The contest simulates cooking under combat conditions. In addition to cooks, sanitation experts, construction engineers, camouflage experts and infantry troops to guard the meal took part.

"They're impressive," said Chief Warrant Officer Charles Talley Jr., who came to Colorado Springs from Fort Lee, Virginia, to judge the competition.

Soldiers say the benefits of the cooking challenge have been evident in chow halls across the post, where the fare has improved as the cooking team has defeated unit after unit across the service.

"This is by far the best dining facility I have seen in a field environment," said Staff Sgt. Charles May, an infantryman who got to eat the competition's results.

Good food is something that keeps soldiers focused and happy in the face of enemy fire, explained Sgt. 1st Class Dave Pring, an infantry platoon sergeant in the post's 1st Brigade Combat Team.

Cooks have long been the target of derision in the Army, where a favorite pastime for soldiers is complaining about the food. Exquisite cuisine may not draw praise from hungry troops, but its impact is evident on the battlefield, Pring said.

"It brings morale up," he said.

The morale-boosting breakfast for the competition featured the Fort Carson team's secret weapon — a twist on French toast. Cooks carve up tinned Army-issue spice cakes, dipped the results in an egg mixture and fry it for a sinfully sweet breakfast staple.

For the lunch portion competition, the cooks were offering made-to-order quesadillas.

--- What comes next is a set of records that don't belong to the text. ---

//! Application configuration management.
//!
//! Configuration is read from a TOML file and then overlaid with
//! `BEACONLOG__SECTION__KEY` environment variables, e.g.
//! `BEACONLOG__SCAN__SCAN_PERIOD_MS=2000`. Every key has a default, so an
//! empty or missing file yields a working configuration.
//!
//! Sections:
//! - `storage` - where the live database lives and what it is called
//! - `scan` - ranging periods and the region filter
//! - `clock` - network time source
//! - `session` - start/stop policy and the foreground notification
//! - `server` - HTTP control surface

use std::net::SocketAddr;
use std::path::{Path, PathBuf};

use once_cell::sync::Lazy;
use regex::Regex;
use serde::{Deserialize, Serialize};
use thiserror::Error;
use utoipa::ToSchema;
use uuid::Uuid;

use crate::bluetooth::Region;
use crate::storage::default_data_dir;

/// Environment variable naming an explicit config file.
pub const CONFIG_PATH_ENV: &str = "BEACONLOG_CONFIG";

/// Prefix for per-key environment overrides.
pub const ENV_PREFIX: &str = "BEACONLOG";

/// Title of the notification shown while scanning.
pub const DEFAULT_NOTIFICATION_TITLE: &str = "Scanning for Beacons";

static DATABASE_NAME_REGEX: Lazy<Regex> =
    Lazy::new(|| Regex::new(r"^[A-Za-z_][A-Za-z0-9_.-]{0,63}$").expect("valid regex"));

static HOSTNAME_REGEX: Lazy<Regex> = Lazy::new(|| {
    Regex::new(r"^[A-Za-z0-9]([A-Za-z0-9-]{0,61}[A-Za-z0-9])?(\.[A-Za-z0-9]([A-Za-z0-9-]{0,61}[A-Za-z0-9])?)*$")
        .expect("valid regex")
});

/// Configuration errors.
#[derive(Debug, Error)]
pub enum ConfigError {
    /// An explicitly requested config file does not exist.
    #[error("Configuration file not found: {}", .0.display())]
    NotFound(PathBuf),

    /// The config file could not be written.
    #[error("Failed to write {path}: {source}")]
    WriteError {
        /// File path.
        path: String,
        /// Underlying I/O error.
        source: std::io::Error,
    },

    /// The file or an environment override did not parse.
    #[error("Failed to parse configuration: {0}")]
    ParseError(#[from] config::ConfigError),

    /// The configuration could not be rendered as TOML.
    #[error("Failed to serialize configuration: {0}")]
    SerializeError(#[from] toml::ser::Error),

    /// A single field is invalid.
    #[error("Invalid {field}: {message}")]
    ValidationError {
        /// Dotted key of the offending field.
        field: String,
        /// What is wrong with it.
        message: String,
    },

    /// Several fields are invalid.
    #[error("{} configuration errors", .0.len())]
    MultipleValidationErrors(Vec<ConfigError>),
}

/// Result type for configuration operations.
pub type ConfigResult<T> = std::result::Result<T, ConfigError>;

/// Storage location.
#[derive(Debug, Clone, PartialEq, Eq, Serialize, Deserialize, ToSchema)]
#[serde(default)]
pub struct StorageConfig {
    /// Directory holding the live file and its backups.
    #[schema(value_type = Option<String>)]
    pub data_dir: Option<PathBuf>,

    /// File name of the live database. Backups append epoch millis to it.
    pub database_name: String,
}

impl Default for StorageConfig {
    fn default() -> Self {
        Self {
            data_dir: None,
            database_name: "beaconlog".to_string(),
        }
    }
}

/// Ranging parameters.
#[derive(Debug, Clone, PartialEq, Eq, Serialize, Deserialize, ToSchema)]
#[serde(default)]
pub struct ScanConfig {
    /// Length of one scan period; one batch is delivered per period.
    pub scan_period_ms: u64,

    /// Pause between scan periods.
    pub between_scan_period_ms: u64,

    /// Only log beacons with this proximity UUID. Unset means all beacons.
    pub region_uuid: Option<String>,
}

impl Default for ScanConfig {
    fn default() -> Self {
        Self {
            scan_period_ms: 1000,
            between_scan_period_ms: 0,
            region_uuid: None,
        }
    }
}

/// Network time source.
#[derive(Debug, Clone, PartialEq, Eq, Serialize, Deserialize, ToSchema)]
#[serde(default)]
pub struct ClockConfig {
    /// Whether to sync against `ntp_server` at startup.
    pub enabled: bool,

    /// SNTP server host name.
    pub ntp_server: String,

    /// How long to wait for the server's reply.
    pub timeout_secs: u64,
}

impl Default for ClockConfig {
    fn default() -> Self {
        Self {
            enabled: true,
            ntp_server: "time.google.com".to_string(),
            timeout_secs: 5,
        }
    }
}

/// Scan session policy.
#[derive(Debug, Clone, PartialEq, Eq, Serialize, Deserialize, ToSchema)]
#[serde(default)]
pub struct SessionConfig {
    /// Back up and clear the live table when a session stops.
    pub persist: bool,

    /// Refuse to start unless every preflight step passed.
    pub require_prerequisites: bool,

    /// Title of the notification shown while scanning.
    pub notification_title: String,
}

impl Default for SessionConfig {
    fn default() -> Self {
        Self {
            persist: true,
            require_prerequisites: false,
            notification_title: DEFAULT_NOTIFICATION_TITLE.to_string(),
        }
    }
}

/// HTTP control surface.
#[derive(Debug, Clone, PartialEq, Eq, Serialize, Deserialize, ToSchema)]
#[serde(default)]
pub struct ServerConfig {
    /// Listen address.
    pub bind: String,
}

impl Default for ServerConfig {
    fn default() -> Self {
        Self {
            bind: "127.0.0.1:8080".to_string(),
        }
    }
}

/// Main application configuration.
#[derive(Debug, Clone, Default, PartialEq, Eq, Serialize, Deserialize, ToSchema)]
#[serde(default)]
pub struct Config {
    /// Storage location.
    pub storage: StorageConfig,
    /// Ranging parameters.
    pub scan: ScanConfig,
    /// Network time source.
    pub clock: ClockConfig,
    /// Session policy.
    pub session: SessionConfig,
    /// HTTP control surface.
    pub server: ServerConfig,
}

impl Config {
    /// Load from the default path, falling back to defaults when the file
    /// does not exist. Environment overrides apply either way.
    ///
    /// # Errors
    ///
    /// Returns an error if the file or an override does not parse, or if the
    /// result fails validation.
    pub fn load() -> ConfigResult<Self> {
        let path = default_config_path();
        Self::build(&path, false)
    }

    /// Load from `path`, which must exist.
    ///
    /// # Errors
    ///
    /// Returns [`ConfigError::NotFound`] if `path` is missing, or a parse or
    /// validation error.
    pub fn load_from(path: &Path) -> ConfigResult<Self> {
        if !path.exists() {
            return Err(ConfigError::NotFound(path.to_path_buf()));
        }
        Self::build(path, true)
    }

    /// Load, or log the problem and use defaults.
    #[must_use]
    pub fn load_or_default() -> Self {
        Self::load().unwrap_or_else(|e| {
            tracing::warn!(error = %e, "Invalid configuration, using defaults");
            Self::default()
        })
    }

    fn build(path: &Path, required: bool) -> ConfigResult<Self> {
        tracing::debug!(path = %path.display(), "Loading configuration");
        let settings = config::Config::builder()
            .add_source(
                config::File::from(path)
                    .format(config::FileFormat::Toml)
                    .required(required),
            )
            .add_source(
                config::Environment::with_prefix(ENV_PREFIX)
                    .prefix_separator("__")
                    .separator("__")
                    .try_parsing(true),
            )
            .build()?;
        let config: Self = settings.try_deserialize()?;
        config.validate()?;
        Ok(config)
    }

    /// Write the configuration to `path` as TOML.
    ///
    /// # Errors
    ///
    /// Returns an error if the directory or file cannot be written.
    pub fn save(&self, path: &Path) -> ConfigResult<()> {
        let write_err = |source| ConfigError::WriteError {
            path: path.display().to_string(),
            source,
        };
        if let Some(parent) = path.parent() {
            std::fs::create_dir_all(parent).map_err(write_err)?;
        }
        let content = toml::to_string_pretty(self)?;
        std::fs::write(path, content).map_err(write_err)
    }

    /// Check every field, reporting all failures at once.
    ///
    /// # Errors
    ///
    /// Returns the single failure, or [`ConfigError::MultipleValidationErrors`].
    pub fn validate(&self) -> ConfigResult<()> {
        let mut errors = Vec::new();
        let mut invalid = |field: &str, message: String| {
            errors.push(ConfigError::ValidationError {
                field: field.to_string(),
                message,
            });
        };

        if !DATABASE_NAME_REGEX.is_match(&self.storage.database_name) {
            invalid(
                "storage.database_name",
                format!(
                    "'{}' must be a plain file name starting with a letter or underscore",
                    self.storage.database_name
                ),
            );
        }

        if !(100..=600_000).contains(&self.scan.scan_period_ms) {
            invalid(
                "scan.scan_period_ms",
                format!("{} is outside 100..=600000", self.scan.scan_period_ms),
            );
        }
        if self.scan.between_scan_period_ms > 3_600_000 {
            invalid(
                "scan.between_scan_period_ms",
                format!("{} exceeds one hour", self.scan.between_scan_period_ms),
            );
        }
        if let Some(uuid) = &self.scan.region_uuid {
            if Uuid::parse_str(uuid).is_err() {
                invalid("scan.region_uuid", format!("'{uuid}' is not a UUID"));
            }
        }

        if self.clock.enabled && !is_valid_hostname(&self.clock.ntp_server) {
            invalid(
                "clock.ntp_server",
                format!("'{}' is not a host name", self.clock.ntp_server),
            );
        }
        if !(1..=60).contains(&self.clock.timeout_secs) {
            invalid(
                "clock.timeout_secs",
                format!("{} is outside 1..=60", self.clock.timeout_secs),
            );
        }

        if self.session.notification_title.trim().is_empty() {
            invalid("session.notification_title", "must not be empty".into());
        }

        if self.server.bind.parse::<SocketAddr>().is_err() {
            invalid(
                "server.bind",
                format!("'{}' is not a socket address", self.server.bind),
            );
        }

        match errors.len() {
            0 => Ok(()),
            1 => Err(errors.remove(0)),
            _ => Err(ConfigError::MultipleValidationErrors(errors)),
        }
    }

    /// Full path of the live database file.
    #[must_use]
    pub fn database_path(&self) -> PathBuf {
        self.storage
            .data_dir
            .clone()
            .unwrap_or_else(default_data_dir)
            .join(&self.storage.database_name)
    }

    /// Ranging region derived from `scan.region_uuid`.
    #[must_use]
    pub fn region(&self) -> Region {
        let mut region = Region::all("beaconlog");
        region.id1 = self
            .scan
            .region_uuid
            .as_deref()
            .and_then(|u| Uuid::parse_str(u).ok());
        region
    }
}

/// Whether `host` looks like a DNS name or IP literal.
#[must_use]
pub fn is_valid_hostname(host: &str) -> bool {
    host.len() <= 253 && (HOSTNAME_REGEX.is_match(host) || host.parse::<std::net::IpAddr>().is_ok())
}

/// Get the configuration file path.
///
/// `BEACONLOG_CONFIG` wins. Otherwise `/etc/beaconlog/config.toml` on Linux
/// and the platform config directory elsewhere.
#[must_use]
pub fn default_config_path() -> PathBuf {
    if let Some(path) = std::env::var_os(CONFIG_PATH_ENV) {
        return PathBuf::from(path);
    }
    #[cfg(target_os = "linux")]
    {
        PathBuf::from("/etc/beaconlog/config.toml")
    }
    #[cfg(not(target_os = "linux"))]
    {
        directories::ProjectDirs::from("", "", "beaconlog")
            .map(|dirs| dirs.config_dir().join("config.toml"))
            .unwrap_or_else(|| PathBuf::from("config.toml"))
    }
}

#[cfg(test)]
mod tests {
    use super::*;
    use tempfile::tempdir;

    #[test]
    fn test_defaults_are_valid() {
        let config = Config::default();
        assert!(config.validate().is_ok());
        assert_eq!(config.scan.scan_period_ms, 1000);
        assert_eq!(config.scan.between_scan_period_ms, 0);
        assert_eq!(config.clock.ntp_server, "time.google.com");
        assert!(config.session.persist);
        assert!(!config.session.require_prerequisites);
        assert_eq!(config.session.notification_title, "Scanning for Beacons");
    }

    #[test]
    fn test_partial_file_fills_defaults() {
        let dir = tempdir().unwrap();
        let path = dir.path().join("config.toml");
        std::fs::write(
            &path,
            "[storage]\ndata_dir = \"/tmp/bl\"\n\n[session]\npersist = false\n",
        )
        .unwrap();

        let config = Config::load_from(&path).unwrap();
        assert!(!config.session.persist);
        assert_eq!(config.storage.database_name, "beaconlog");
        assert_eq!(config.database_path(), PathBuf::from("/tmp/bl/beaconlog"));
        assert_eq!(config.scan, ScanConfig::default());
    }

    #[test]
    fn test_missing_explicit_file_is_not_found() {
        let dir = tempdir().unwrap();
        let err = Config::load_from(&dir.path().join("nope.toml")).unwrap_err();
        assert!(matches!(err, ConfigError::NotFound(_)));
    }

    #[test]
    fn test_save_then_load() {
        let dir = tempdir().unwrap();
        let path = dir.path().join("nested").join("config.toml");
        let mut config = Config::default();
        config.scan.region_uuid = Some("f7826da6-4fa2-4e98-8024-bc5b71e0893e".into());
        config.save(&path).unwrap();

        assert_eq!(Config::load_from(&path).unwrap(), config);
    }

    #[test]
    fn test_validation_collects_every_failure() {
        let mut config = Config::default();
        config.storage.database_name = "../etc/passwd".into();
        config.scan.scan_period_ms = 5;
        config.server.bind = "nowhere".into();

        match config.validate() {
            Err(ConfigError::MultipleValidationErrors(errors)) => assert_eq!(errors.len(), 3),
            other => panic!("expected multiple errors, got {other:?}"),
        }
    }

    #[test]
    fn test_single_failure_is_reported_directly() {
        let mut config = Config::default();
        config.scan.region_uuid = Some("not-a-uuid".into());
        assert!(matches!(
            config.validate(),
            Err(ConfigError::ValidationError { field, .. }) if field == "scan.region_uuid"
        ));
    }

    #[test]
    fn test_disabled_clock_skips_server_check() {
        let mut config = Config::default();
        config.clock.ntp_server = String::new();
        assert!(config.validate().is_err());
        config.clock.enabled = false;
        assert!(config.validate().is_ok());
    }

    #[test]
    fn test_region_from_uuid() {
        let mut config = Config::default();
        assert_eq!(config.region().id1, None);
        config.scan.region_uuid = Some("F7826DA6-4FA2-4E98-8024-BC5B71E0893E".into());
        assert_eq!(
            config.region().id1.unwrap().to_string(),
            "f7826da6-4fa2-4e98-8024-bc5b71e0893e"
        );
    }

    #[test]
    fn test_hostnames() {
        assert!(is_valid_hostname("time.google.com"));
        assert!(is_valid_hostname("pool.ntp.org"));
        assert!(is_valid_hostname("192.168.1.1"));
        assert!(is_valid_hostname("::1"));
        assert!(!is_valid_hostname(""));
        assert!(!is_valid_hostname("bad host"));
        assert!(!is_valid_hostname("-leading.dash"));
    }
}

Hours before their diners arrived for breakfast, the cooks were hard at work on the snowy training range. They're facing a team from Fort Lewis outside Tacoma, Washington, and another unit from Hawaii for the cooking crown, which will be announced later this month.

"We want to make sure we show how much we support our infantry," Sturdivant said.

Winning at the highest level won't bring a ring or a cash prize or even a medal. But it does give the Army cooks a recognition they don't often receive.

"It is a thankless job," Sturdivant explained.